President Bush emphasized that on Tuesday when he flipped the bird at everyone: at the MSM, at his critics, and at Iraq.
He told the mainstream media what he thought about them by embarking them on a bus to Camp David and then telling them that he, Bush, wasn’t going to be there. He flipped the bird to his critics by staying the course. And he flipped the bird to the Iraqis by taking over Baghdad Airport to secure it for Air Force One, and by showing up unannounced at a meeting with Prime Minister al-Maliki. Finally, he addressed a group of our military and demonstrated that he fully enjoys their confidence. It was quite a performance.

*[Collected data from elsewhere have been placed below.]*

impl GraphStore {
    pub fn new() -> Self {
        Self::default()
    }

    fn next_ref(&mut self) -> ActionRef {
        self.next_seq += 1;
        let action = ActionRef::new(self.next_seq.to_be_bytes().to_vec());
        self.records.insert(action.clone());
        action
    }

    fn latest(&self, id: &ContentId) -> Option<&Thing> {
        self.things.get(id).and_then(|revisions| revisions.last())
    }

    fn original(&self, id: &ContentId) -> Option<&Thing> {
        self.things.get(id).and_then(|revisions| revisions.first())
    }

    fn node_exists(&self, node: &NodeId) -> bool {
        match node {
            NodeId::Content(id) => self.things.contains_key(id),
            NodeId::Anchor(_) | NodeId::Identity(_) => true,
        }
    }

    fn outgoing(&self, node: &NodeId) -> impl Iterator<Item = &StoredLink> {
        let node = node.clone();
        self.links.iter().filter(move |link| link.src == node)
    }

    // =========================================================================
    // Link Writes
    // =========================================================================

    fn plan_links(subject: &NodeId, inputs: &[LinkInput]) -> Vec<PendingLink> {
        let mut planned = Vec::new();
        for input in inputs {
            match input.direction {
                LinkDirection::To => planned.push(PendingLink {
                    src: subject.clone(),
                    dst: input.node_id.clone(),
                    tag: input.tag.clone(),
                    reciprocal: None,
                }),
                LinkDirection::From => planned.push(PendingLink {
                    src: input.node_id.clone(),
                    dst: subject.clone(),
                    tag: input.tag.clone(),
                    reciprocal: None,
                }),
                LinkDirection::Bidirectional => {
                    let forward = planned.len();
                    planned.push(PendingLink {
                        src: subject.clone(),
                        dst: input.node_id.clone(),
                        tag: input.tag.clone(),
                        reciprocal: Some(forward + 1),
                    });
                    planned.push(PendingLink {
                        src: input.node_id.clone(),
                        dst: subject.clone(),
                        tag: input.tag.clone(),
                        reciprocal: Some(forward),
                    });
                }
            }
        }
        planned
    }

    fn check_links(&self, operation: &str, planned: &[PendingLink]) -> Result<()> {
        for link in planned {
            for node in [&link.src, &link.dst] {
                if !self.node_exists(node) {
                    return Err(Error::remote(
                        operation,
                        format!("linked thing not found: {}", node),
                    ));
                }
            }
        }
        Ok(())
    }

    fn write_links(&mut self, planned: Vec<PendingLink>) -> Vec<NodeLink> {
        let refs: Vec<ActionRef> = planned.iter().map(|_| self.next_ref()).collect();
        let mut written = Vec::with_capacity(planned.len());

        for (i, link) in planned.into_iter().enumerate() {
            let (thing_created_at, thing_created_by) = match &link.dst {
                NodeId::Content(id) => match self.original(id) {
                    Some(thing) => (Some(thing.created_at), Some(thing.creator.clone())),
                    None => (None, None),
                },
                _ => (None, None),
            };

            let stored = StoredLink {
                src: link.src,
                create_ref: refs[i].clone(),
                meta: LinkTagContent {
                    tag: link.tag,
                    backlink: link.reciprocal.map(|j| refs[j].clone()),
                    target_node_id: link.dst,
                    thing_created_at,
                    thing_created_by,
                },
            };
            written.push(stored.to_node_link());
            self.links.push(stored);
        }

        written
    }

    /// Remove links matching the predicate, returning them
    fn remove_links<F>(&mut self, mut predicate: F) -> Vec<NodeLink>
    where
        F: FnMut(&StoredLink) -> bool,
    {
        let mut removed = Vec::new();
        self.links.retain(|link| {
            if predicate(link) {
                removed.push(link.to_node_link());
                false
            } else {
                true
            }
        });
        removed
    }

    pub fn create_links(&mut self, input: CreateOrDeleteLinksInput) -> Result<WriteOutcome<()>> {
        let planned = Self::plan_links(&input.src, &input.links);
        self.check_links(ops::CREATE_LINKS_FROM_NODE, &planned)?;

        let links = self.write_links(planned);
        let signals = if links.is_empty() {
            Vec::new()
        } else {
            vec![SignalKind::LinksAdded { links }]
        };
        Ok(((), signals))
    }

    /// Delete links matched by (other node, tag). To and Bidirectional remove
    /// src -> other together with its backlink; From removes other -> src.
    pub fn delete_links(&mut self, input: CreateOrDeleteLinksInput) -> WriteOutcome<()> {
        let mut removed = Vec::new();

        for link in &input.links {
            match link.direction {
                LinkDirection::To | LinkDirection::Bidirectional => {
                    let backlinks: HashSet<ActionRef> = self
                        .links
                        .iter()
                        .filter(|l| l.matches(&input.src, &link.node_id, &link.tag))
                        .filter_map(|l| l.meta.backlink.clone())
                        .collect();
                    removed.extend(self.remove_links(|l| {
                        l.matches(&input.src, &link.node_id, &link.tag)
                            || backlinks.contains(&l.create_ref)
                    }));
                }
                LinkDirection::From => {
                    removed.extend(
                        self.remove_links(|l| l.matches(&link.node_id, &input.src, &link.tag)),
                    );
                }
            }
        }

        let signals = if removed.is_empty() {
            Vec::new()
        } else {
            vec![SignalKind::LinksRemoved { links: removed }]
        };
        ((), signals)
    }

    /// Add `src -> dst` unless an equal link already exists
    pub fn ensure_link(&mut self, src: NodeId, dst: NodeId) {
        if self.links.iter().any(|l| l.matches(&src, &dst, &None)) {
            return;
        }
        self.write_links(vec![PendingLink {
            src,
            dst,
            tag: None,
            reciprocal: None,
        }]);
    }

    // =========================================================================
    // Thing Writes
    // =========================================================================

    pub fn create_thing(
        &mut self,
        creator: &PublicKey,
        input: CreateThingInput,
    ) -> Result<WriteOutcome<Thing>> {
        let link_inputs = input.links.unwrap_or_default();

        // Targets are checked before anything is written
        for link in &link_inputs {
            if !self.node_exists(&link.node_id) {
                return Err(Error::remote(
                    ops::CREATE_THING,
                    format!("linked thing not found: {}", link.node_id),
                ));
            }
        }

        let create_ref = self.next_ref();
        let thing = Thing {
            id: ContentId::new(create_ref.as_bytes()),
            content: input.content,
            creator: creator.clone(),
            created_at: Utc::now(),
            updated_at: None,
        };
        self.things.insert(thing.id.clone(), vec![thing.clone()]);

        let mut signals = vec![SignalKind::ContentCreated {
            thing: thing.clone(),
        }];

        let planned = Self::plan_links(&thing.node_id(), &link_inputs);
        let links = self.write_links(planned);
        if !links.is_empty() {
            signals.push(SignalKind::LinksAdded { links });
        }

        Ok((thing, signals))
    }

    pub fn update_thing(&mut self, input: UpdateThingInput) -> Result<WriteOutcome<Thing>> {
        let Some(latest) = self.latest(&input.thing_id).cloned() else {
            return Err(Error::remote(
                ops::UPDATE_THING,
                format!("Thing not found: {}", input.thing_id),
            ));
        };

        let update_ref = self.next_ref();
        let update_link_ref = self.next_ref();
        let revision = Thing {
            content: input.updated_content,
            updated_at: Some(Utc::now()),
            ..latest
        };

        if let Some(revisions) = self.things.get_mut(&input.thing_id) {
            revisions.push(revision.clone());
        }

        let signals = vec![SignalKind::ContentUpdated {
            thing: revision.clone(),
            update_ref,
            update_link_ref,
        }];
        Ok((revision, signals))
    }

    pub fn delete_thing(&mut self, input: DeleteThingInput) -> Result<WriteOutcome<()>> {
        let Some(original) = self.original(&input.thing_id).cloned() else {
            return Err(Error::remote(
                ops::DELETE_THING,
                "Did not find Thing to delete.",
            ));
        };
        self.things.remove(&input.thing_id);

        let node = original.node_id();
        let mut removed = Vec::new();

        if input.delete_backlinks {
            let backlinks: HashSet<ActionRef> = self
                .outgoing(&node)
                .filter_map(|l| l.meta.backlink.clone())
                .collect();
            removed.extend(self.remove_links(|l| backlinks.contains(&l.create_ref)));
        }

        if input.delete_links_from_creator {
            let creator = NodeId::Identity(original.creator.clone());
            removed.extend(self.remove_links(|l| l.src == creator && l.meta.target_node_id == node));
        }

        for link in input.delete_links.unwrap_or_default() {
            let (src, dst) = match link.direction {
                LinkDirection::To => (node.clone(), link.node_id.clone()),
                LinkDirection::From | LinkDirection::Bidirectional => {
                    (link.node_id.clone(), node.clone())
                }
            };
            removed.extend(self.remove_links(|l| l.matches(&src, &dst, &link.tag)));
        }

        let mut signals = vec![SignalKind::ContentDeleted {
            id: original.id.clone(),
        }];
        if !removed.is_empty() {
            signals.push(SignalKind::LinksRemoved { links: removed });
        }
        Ok(((), signals))
    }

    // =========================================================================
    // Reads
    // =========================================================================

    pub fn get_latest_thing(&self, id: &ContentId) -> Option<Thing> {
        self.latest(id).cloned()
    }

    pub fn get_all_revisions_for_thing(&self, id: &ContentId) -> Result<Vec<Thing>> {
        self.things.get(id).cloned().ok_or_else(|| {
            Error::remote(
                ops::GET_ALL_REVISIONS_FOR_THING,
                format!("Thing not found: {}", id),
            )
        })
    }

    pub fn get_all_linked_node_ids(&self, node: &NodeId) -> Vec<NodeIdAndTag> {
        self.outgoing(node)
            .map(|l| NodeIdAndTag::new(l.meta.target_node_id.clone(), l.meta.tag.clone()))
            .collect()
    }

    pub fn node_content(&self, node: &NodeId) -> Option<NodeContent> {
        match node {
            NodeId::Anchor(name) => Some(NodeContent::Anchor(name.clone())),
            NodeId::Identity(key) => Some(NodeContent::Identity(key.clone())),
            NodeId::Content(id) => self.latest(id).cloned().map(NodeContent::Content),
        }
    }

    /// Content of every linked node. Links to deleted things are skipped.
    pub fn get_all_linked_nodes(&self, node: &NodeId) -> Vec<NodeContent> {
        self.outgoing(node)
            .filter_map(|l| self.node_content(&l.meta.target_node_id))
            .collect()
    }

    pub fn get_linked_thing_ids(&self, node: &NodeId) -> Vec<(ContentId, LinkTagContent)> {
        self.outgoing(node)
            .filter_map(|l| {
                l.meta
                    .target_node_id
                    .as_content()
                    .map(|id| (id.clone(), l.meta.clone()))
            })
            .collect()
    }

    pub fn get_linked_things(&self, node: &NodeId) -> Vec<(Thing, Option<Tag>)> {
        self.outgoing(node)
            .filter_map(|l| {
                let id = l.meta.target_node_id.as_content()?;
                self.latest(id).map(|thing| (thing.clone(), l.meta.tag.clone()))
            })
            .collect()
    }

    pub fn get_linked_anchors(&self, node: &NodeId) -> Vec<(String, Option<Tag>)> {
        self.outgoing(node)
            .filter_map(|l| {
                l.meta
                    .target_node_id
                    .as_anchor()
                    .map(|name| (name.to_string(), l.meta.tag.clone()))
            })
            .collect()
    }

    pub fn get_linked_agents(&self, node: &NodeId) -> Vec<(PublicKey, Option<Tag>)> {
        self.outgoing(node)
            .filter_map(|l| {
                l.meta
                    .target_node_id
                    .as_identity()
                    .map(|key| (key.clone(), l.meta.tag.clone()))
            })
            .collect()
    }

    pub fn get_node_and_linked_node_ids(&self, node: &NodeId) -> Option<NodeAndLinkedIds> {
        let content = self.node_content(node)?;
        Some(NodeAndLinkedIds {
            content,
            linked_node_ids: self.get_all_linked_node_ids(node),
        })
    }

    pub fn batch_get_node_and_linked_node_ids(&self, nodes: &[NodeId]) -> Vec<NodeLookup> {
        nodes
            .iter()
            .map(|node| self.get_node_and_linked_node_ids(node).into())
            .collect()
    }

    pub fn get_records(&self, refs: &[ActionRef]) -> Vec<bool> {
        refs.iter().map(|r| self.records.contains(r)).collect()
    }
}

But at least when the president acts, you can read a tea-leaf or two. The announcement that, on the request of Mr. al-Maliki, combined Iraqi and Coalition forces would start sweeps of Baghdad to secure the capital, starting immediately, raises an immediate question.
Why wait until now?
The answer is pretty clear. The U.S. must have refused to help secure the capital until the Iraqis stopped squabbling and put a government in place, complete with Defense and Interior Ministers. Sorry, old chum, they must have said. We’re not coming into the capital until you guys get your act together. It must have been a powerful incentive, because the whole world was wailing like a banshee that Baghdad was descending into anarchy. Do something, they cried! Sure, said Bush. After you guys form a government.

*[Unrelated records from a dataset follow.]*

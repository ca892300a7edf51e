//! Reference Replica
//!
//! An in-process implementation of the store call surface, used by the demo
//! binary and by tests. It is not a replication protocol: every peer of a
//! [`SimNetwork`] reads and writes the same store.

mod memory;
mod store;

pub use memory::{InjectedFailure, MemoryReplica, SimNetwork};
pub use store::GraphStore;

Of course, President Bush is right. Elections, shmelections. Real legitimacy is secured by a government that can quell enemies, foreign and domestic. It does no good for the US to do everything. The new Iraqi government must prove it deserves to rule by routing the terrorists: Saddamite, Al-Qaeda, and local militias. Otherwise the mantle of political power in Iraq will fall to someone else.
But the cavalier Bush acts this week also demonstrate that, as of now, the new Iraqi government is a mere US puppet. Hopefully that will change and in a year a confident Iraqi government will tell the US to get out.
Sphere: Related Content |Christopher Chantrill blogs at www.roadtothemiddleclass.com. His Road to the Middle Class is forthcoming.
When we began first to preach these things, the people appeared as awakened from the sleep of agesthey seemed to see for the first time that they were responsible beings...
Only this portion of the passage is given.